About this origin and area
Papua New Guinea (PNG) is a relative newcomer to the specialty coffee scene. The remote locations of the nation’s smallholders (who produce 85% of total coffee in the country) combined with historically-poor infrastructure, have made the transition to specialty difficult. Nonetheless, the country is working towards innovative solutions that will hopefully lead to better quality coffee and improved livelihoods for the nation’s smallholder coffee producers.
Baroida Estate sits in Papua New Guinea’s Eastern Highlands, in the Kainantu District. The estate is perched 1,700-1,850 masl, right where the Lamari River valley meets the Mount Jabarra range.
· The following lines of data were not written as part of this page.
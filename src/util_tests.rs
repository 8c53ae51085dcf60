#![allow(clippy::unwrap_used)]

use rust_decimal::Decimal;
use rust_decimal_macros::dec;

use super::util::*;

// ── format_amount ─────────────────────────────────────────────

#[test]
fn test_format_amount_basic() {
    assert_eq!(format_amount(dec!(150)), "₹150.00");
    assert_eq!(format_amount(dec!(14.5)), "₹14.50");
}

#[test]
fn test_format_amount_thousands() {
    assert_eq!(format_amount(dec!(1234567.89)), "₹1,234,567.89");
    assert_eq!(format_amount(dec!(1000)), "₹1,000.00");
    assert_eq!(format_amount(dec!(999.99)), "₹999.99");
}

#[test]
fn test_format_amount_negative() {
    assert_eq!(format_amount(dec!(-20)), "-₹20.00");
    assert_eq!(format_amount(dec!(-1500.5)), "-₹1,500.50");
}

#[test]
fn test_format_amount_zero() {
    assert_eq!(format_amount(Decimal::ZERO), "₹0.00");
}

#[test]
fn test_format_amount_rounds_extra_places() {
    assert_eq!(format_amount(dec!(9.999)), "₹10.00");
    assert_eq!(format_amount(dec!(2.675)), "₹2.68");
    assert_eq!(format_amount(dec!(2.674)), "₹2.67");
    assert_eq!(format_amount(dec!(999.995)), "₹1,000.00");
    assert_eq!(format_amount(dec!(-2.675)), "-₹2.68");
}

#[test]
fn test_format_amount_tiny_negative_is_zero() {
    assert_eq!(format_amount(dec!(-0.001)), "₹0.00");
    assert_eq!(format_amount(dec!(-0.004)), "₹0.00");
}

// ── percent_of ────────────────────────────────────────────────

#[test]
fn test_percent_of_basic() {
    assert_eq!(percent_of(dec!(120), dec!(150)), dec!(80.0));
    assert_eq!(percent_of(dec!(30), dec!(150)), dec!(20.0));
}

#[test]
fn test_percent_of_zero_whole() {
    assert_eq!(percent_of(dec!(10), Decimal::ZERO), Decimal::ZERO);
    assert_eq!(percent_of(Decimal::ZERO, Decimal::ZERO), Decimal::ZERO);
}

#[test]
fn test_percent_of_rounds_to_one_place() {
    assert_eq!(percent_of(dec!(1), dec!(3)), dec!(33.3));
    assert_eq!(percent_of(dec!(2), dec!(3)), dec!(66.7));
}

#[test]
fn test_percent_of_negative_part() {
    assert_eq!(percent_of(dec!(-20), dec!(100)), dec!(-20.0));
}

// ── sum_amounts ───────────────────────────────────────────────

#[test]
fn test_sum_amounts() {
    assert_eq!(sum_amounts(vec![dec!(10.00), dec!(25.50), dec!(14.50)]), dec!(50.00));
    assert_eq!(sum_amounts(Vec::new()), Decimal::ZERO);
}

// ── truncate ──────────────────────────────────────────────────

#[test]
fn test_truncate_short_string() {
    assert_eq!(truncate("hello", 10), "hello");
}

#[test]
fn test_truncate_long_string() {
    assert_eq!(truncate("hello world", 5), "hell…");
}

#[test]
fn test_truncate_zero_max() {
    assert_eq!(truncate("hello", 0), "");
}

#[test]
fn test_truncate_unicode() {
    assert_eq!(truncate("café résumé", 5), "café…");
}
It’s surrounded by smallholder farmers who together care for close to a million coffee trees, making this area one of PNG’s most important coffee-growing regions.
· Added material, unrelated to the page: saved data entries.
mod schema;

use anyhow::Context;
use rusqlite::types::Type;
use rusqlite::{params, Connection, Row};
use rust_decimal::Decimal;
use std::collections::BTreeMap;
use std::path::Path;
use std::str::FromStr;

use crate::error::{Error, Result};
use crate::models::*;
use crate::store::{CategoryStore, ExpenseStore};

const CATEGORY_COLUMNS: &str = "id, name, monthly_limit, priority, is_active";
const EXPENSE_COLUMNS: &str = "id, title, amount, mode, is_recurring, category_id";

/// SQLite-backed store for categories and expenses.
pub(crate) struct Database {
    conn: Connection,
}

impl Database {
    pub(crate) fn open(path: &Path) -> anyhow::Result<Self> {
        let conn = Connection::open(path)
            .with_context(|| format!("Failed to open database: {}", path.display()))?;
        conn.execute_batch("PRAGMA journal_mode=WAL; PRAGMA foreign_keys=ON;")
            .context("Failed to set database pragmas")?;
        let db = Self { conn };
        db.migrate().context("Database migration failed")?;
        tracing::debug!(path = %path.display(), "database opened");
        Ok(db)
    }

    #[cfg(test)]
    pub(crate) fn open_in_memory() -> anyhow::Result<Self> {
        let conn = Connection::open_in_memory()?;
        conn.execute_batch("PRAGMA foreign_keys=ON;")?;
        let db = Self { conn };
        db.migrate()?;
        Ok(db)
    }

    /// Version 1 is the only schema so far: a fresh file gets it, and an
    /// existing file must already be at that version.
    fn migrate(&self) -> anyhow::Result<()> {
        let has_version_table: bool = self.conn.query_row(
            "SELECT EXISTS(SELECT 1 FROM sqlite_master WHERE type='table' AND name='schema_version')",
            [],
            |row| row.get(0),
        )?;

        if !has_version_table {
            self.conn.execute_batch(schema::SCHEMA_V1)?;
            self.conn.execute(
                "INSERT INTO schema_version (version) VALUES (?1)",
                params![schema::CURRENT_VERSION],
            )?;
            tracing::info!(version = schema::CURRENT_VERSION, "database schema created");
            return Ok(());
        }

        let version: i32 = self
            .conn
            .query_row("SELECT version FROM schema_version LIMIT 1", [], |row| {
                row.get(0)
            })
            .context("Failed to read schema version")?;
        if version != schema::CURRENT_VERSION {
            anyhow::bail!(
                "Unsupported schema version {version} (this build reads version {})",
                schema::CURRENT_VERSION
            );
        }
        Ok(())
    }

    fn query_categories<P: rusqlite::Params>(&self, sql: &str, params: P) -> Result<Vec<Category>> {
        let mut stmt = self.conn.prepare(sql)?;
        let rows = stmt.query_map(params, category_from_row)?;
        Ok(rows.collect::<std::result::Result<Vec<_>, _>>()?)
    }

    fn query_expenses<P: rusqlite::Params>(&self, sql: &str, params: P) -> Result<Vec<Expense>> {
        let mut stmt = self.conn.prepare(sql)?;
        let rows = stmt.query_map(params, expense_from_row)?;
        Ok(rows.collect::<std::result::Result<Vec<_>, _>>()?)
    }

    /// Amounts are stored as TEXT, so they are summed here in `Decimal`
    /// rather than by SQLite's floating-point SUM.
    fn spend_by_category(&self) -> Result<BTreeMap<i64, Decimal>> {
        let mut stmt = self
            .conn
            .prepare("SELECT category_id, amount FROM expenses ORDER BY id")?;
        let rows = stmt.query_map([], |row| Ok((row.get::<_, i64>(0)?, decimal_at(row, 1)?)))?;

        let mut totals = BTreeMap::new();
        for row in rows {
            let (category_id, amount) = row?;
            *totals.entry(category_id).or_insert(Decimal::ZERO) += amount;
        }
        Ok(totals)
    }
}

// ── Categories ────────────────────────────────────────────

impl CategoryStore for Database {
    fn insert_category(&self, category: &Category) -> Result<i64> {
        self.conn.execute(
            "INSERT INTO categories (name, monthly_limit, priority, is_active)
             VALUES (?1, ?2, ?3, ?4)",
            params![
                category.name,
                category.monthly_limit.to_string(),
                category.priority.code().to_string(),
                category.active,
            ],
        )?;
        let id = self.conn.last_insert_rowid();
        tracing::debug!(id, name = %category.name, "category inserted");
        Ok(id)
    }

    fn update_category(&self, category: &Category) -> Result<()> {
        let id = category
            .id
            .ok_or_else(|| Error::validation("Category has no id"))?;
        let changed = self.conn.execute(
            "UPDATE categories SET name = ?1, monthly_limit = ?2, priority = ?3, is_active = ?4
             WHERE id = ?5",
            params![
                category.name,
                category.monthly_limit.to_string(),
                category.priority.code().to_string(),
                category.active,
                id,
            ],
        )?;
        if changed == 0 {
            return Err(Error::category_not_found(id));
        }
        Ok(())
    }

    fn delete_category(&self, id: i64) -> Result<()> {
        let changed = self
            .conn
            .execute("DELETE FROM categories WHERE id = ?1", params![id])?;
        if changed == 0 {
            return Err(Error::category_not_found(id));
        }
        tracing::debug!(id, "category deleted");
        Ok(())
    }

    fn get_category(&self, id: i64) -> Result<Option<Category>> {
        let result = self.conn.query_row(
            &format!("SELECT {CATEGORY_COLUMNS} FROM categories WHERE id = ?1"),
            params![id],
            category_from_row,
        );
        match result {
            Ok(c) => Ok(Some(c)),
            Err(rusqlite::Error::QueryReturnedNoRows) => Ok(None),
            Err(e) => Err(e.into()),
        }
    }

    fn list_categories(&self) -> Result<Vec<Category>> {
        self.query_categories(
            &format!("SELECT {CATEGORY_COLUMNS} FROM categories ORDER BY id"),
            [],
        )
    }

    fn list_active_categories(&self) -> Result<Vec<Category>> {
        self.query_categories(
            &format!("SELECT {CATEGORY_COLUMNS} FROM categories WHERE is_active = 1 ORDER BY id"),
            [],
        )
    }

    fn list_categories_by_priority(&self, priority: Priority) -> Result<Vec<Category>> {
        self.query_categories(
            &format!("SELECT {CATEGORY_COLUMNS} FROM categories WHERE priority = ?1 ORDER BY id"),
            params![priority.code().to_string()],
        )
    }

    fn list_over_budget_categories(&self) -> Result<Vec<Category>> {
        let spent = self.spend_by_category()?;
        Ok(self
            .list_categories()?
            .into_iter()
            .filter(|c| {
                c.id.and_then(|id| spent.get(&id))
                    .is_some_and(|total| c.is_over_budget(*total))
            })
            .collect())
    }
}

// ── Expenses ──────────────────────────────────────────────

impl ExpenseStore for Database {
    fn insert_expense(&self, expense: &Expense) -> Result<i64> {
        self.conn.execute(
            "INSERT INTO expenses (title, amount, mode, is_recurring, category_id)
             VALUES (?1, ?2, ?3, ?4, ?5)",
            params![
                expense.title,
                expense.amount.to_string(),
                expense.mode.code().to_string(),
                expense.recurring,
                expense.category_id,
            ],
        )?;
        let id = self.conn.last_insert_rowid();
        tracing::debug!(id, title = %expense.title, "expense inserted");
        Ok(id)
    }

    fn update_expense(&self, expense: &Expense) -> Result<()> {
        let id = expense
            .id
            .ok_or_else(|| Error::validation("Expense has no id"))?;
        let changed = self.conn.execute(
            "UPDATE expenses SET title = ?1, amount = ?2, mode = ?3, is_recurring = ?4, category_id = ?5
             WHERE id = ?6",
            params![
                expense.title,
                expense.amount.to_string(),
                expense.mode.code().to_string(),
                expense.recurring,
                expense.category_id,
                id,
            ],
        )?;
        if changed == 0 {
            return Err(Error::expense_not_found(id));
        }
        Ok(())
    }

    fn delete_expense(&self, id: i64) -> Result<()> {
        let changed = self
            .conn
            .execute("DELETE FROM expenses WHERE id = ?1", params![id])?;
        if changed == 0 {
            return Err(Error::expense_not_found(id));
        }
        tracing::debug!(id, "expense deleted");
        Ok(())
    }

    fn get_expense(&self, id: i64) -> Result<Option<Expense>> {
        let result = self.conn.query_row(
            &format!("SELECT {EXPENSE_COLUMNS} FROM expenses WHERE id = ?1"),
            params![id],
            expense_from_row,
        );
        match result {
            Ok(e) => Ok(Some(e)),
            Err(rusqlite::Error::QueryReturnedNoRows) => Ok(None),
            Err(e) => Err(e.into()),
        }
    }

    fn list_expenses(&self) -> Result<Vec<Expense>> {
        self.query_expenses(
            &format!("SELECT {EXPENSE_COLUMNS} FROM expenses ORDER BY id"),
            [],
        )
    }

    fn list_expenses_by_recurrence(&self, recurring: bool) -> Result<Vec<Expense>> {
        self.query_expenses(
            &format!("SELECT {EXPENSE_COLUMNS} FROM expenses WHERE is_recurring = ?1 ORDER BY id"),
            params![recurring],
        )
    }

    fn list_expenses_by_category(&self, category_id: i64) -> Result<Vec<Expense>> {
        self.query_expenses(
            &format!("SELECT {EXPENSE_COLUMNS} FROM expenses WHERE category_id = ?1 ORDER BY id"),
            params![category_id],
        )
    }

    fn list_expenses_by_mode(&self, mode: PaymentMode) -> Result<Vec<Expense>> {
        self.query_expenses(
            &format!("SELECT {EXPENSE_COLUMNS} FROM expenses WHERE mode = ?1 ORDER BY id"),
            params![mode.code().to_string()],
        )
    }

    fn count_expenses_by_category(&self, category_id: i64) -> Result<usize> {
        Ok(self.conn.query_row(
            "SELECT COUNT(*) FROM expenses WHERE category_id = ?1",
            params![category_id],
            |row| row.get(0),
        )?)
    }

    fn category_exists(&self, category_id: i64) -> Result<bool> {
        Ok(self.conn.query_row(
            "SELECT EXISTS(SELECT 1 FROM categories WHERE id = ?1)",
            params![category_id],
            |row| row.get(0),
        )?)
    }

    fn totals_by_category(&self) -> Result<Vec<(i64, Decimal)>> {
        Ok(self.spend_by_category()?.into_iter().collect())
    }
}

// ── Row mapping ───────────────────────────────────────────

fn category_from_row(row: &Row<'_>) -> rusqlite::Result<Category> {
    let code = code_at(row, 3)?;
    let priority = Priority::from_code(code)
        .ok_or_else(|| conversion_error(3, format!("unknown priority code '{code}'")))?;
    Ok(Category {
        id: Some(row.get(0)?),
        name: row.get(1)?,
        monthly_limit: decimal_at(row, 2)?,
        priority,
        active: row.get(4)?,
    })
}

fn expense_from_row(row: &Row<'_>) -> rusqlite::Result<Expense> {
    let code = code_at(row, 3)?;
    let mode = PaymentMode::from_code(code)
        .ok_or_else(|| conversion_error(3, format!("unknown payment mode code '{code}'")))?;
    Ok(Expense {
        id: Some(row.get(0)?),
        title: row.get(1)?,
        amount: decimal_at(row, 2)?,
        mode,
        recurring: row.get(4)?,
        category_id: row.get(5)?,
    })
}

fn decimal_at(row: &Row<'_>, idx: usize) -> rusqlite::Result<Decimal> {
    let raw: String = row.get(idx)?;
    Decimal::from_str(&raw)
        .map_err(|e| rusqlite::Error::FromSqlConversionFailure(idx, Type::Text, Box::new(e)))
}

fn code_at(row: &Row<'_>, idx: usize) -> rusqlite::Result<char> {
    let raw: String = row.get(idx)?;
    raw.chars()
        .next()
        .ok_or_else(|| conversion_error(idx, "empty code".to_string()))
}

fn conversion_error(idx: usize, message: String) -> rusqlite::Error {
    rusqlite::Error::FromSqlConversionFailure(idx, Type::Text, message.into())
}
About the producers, Baroida Estate
The Colbran family has been growing coffee here since the 1960s, when Ben Colbran first started the farm. Today, his son Nichol runs it, keeping alive the family’s long history of growing, processing, and sharing high-quality PNG coffee. The estate itself covers about 220 hectares, with both long-standing mature trees and new plantings. Alongside their own crops, the Colbrans also work with surrounding smallholders, offering support in processing and marketing.
The name Baroida comes from a local spirit said to live in a large river rock on the property, a stone that has resisted every flood, no matter how strong.
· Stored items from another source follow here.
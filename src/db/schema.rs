pub(crate) const SCHEMA_V1: &str = r#"
CREATE TABLE IF NOT EXISTS schema_version (
    version INTEGER NOT NULL
);

CREATE TABLE IF NOT EXISTS categories (
    id            INTEGER PRIMARY KEY AUTOINCREMENT,
    name          TEXT NOT NULL,
    monthly_limit TEXT NOT NULL,
    priority      TEXT NOT NULL CHECK (priority IN ('H', 'M', 'L')),
    is_active     BOOLEAN NOT NULL DEFAULT 1
);

CREATE TABLE IF NOT EXISTS expenses (
    id           INTEGER PRIMARY KEY AUTOINCREMENT,
    title        TEXT NOT NULL,
    amount       TEXT NOT NULL,
    mode         TEXT NOT NULL CHECK (mode IN ('C', 'D', 'B')),
    is_recurring BOOLEAN NOT NULL DEFAULT 0,
    category_id  INTEGER NOT NULL REFERENCES categories(id)
);

CREATE INDEX IF NOT EXISTS idx_expenses_category ON expenses(category_id);
CREATE INDEX IF NOT EXISTS idx_expenses_mode ON expenses(mode);
"#;

pub(crate) const CURRENT_VERSION: i32 = 1;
About the coffee varieties
The farm grows a mix of Typica, Bourbon, Mundo Novo and Arusha varieties. These are classic, resilient cultivars that thrive in PNG’s rich soils and high elevation, producing coffees with depth, balance, and a distinct clarity.
About the harvest and processing
Picking is careful and selective. Cherries are pulped on disc pulpers, dry-fermented for around 36 hours, then washed with a circular water flow that helps clean off any remaining mucilage. Finally, the coffee is sundried on tarps, turned often for even drying. Lots are kept separate for quality, then hulled, graded and prepped for export.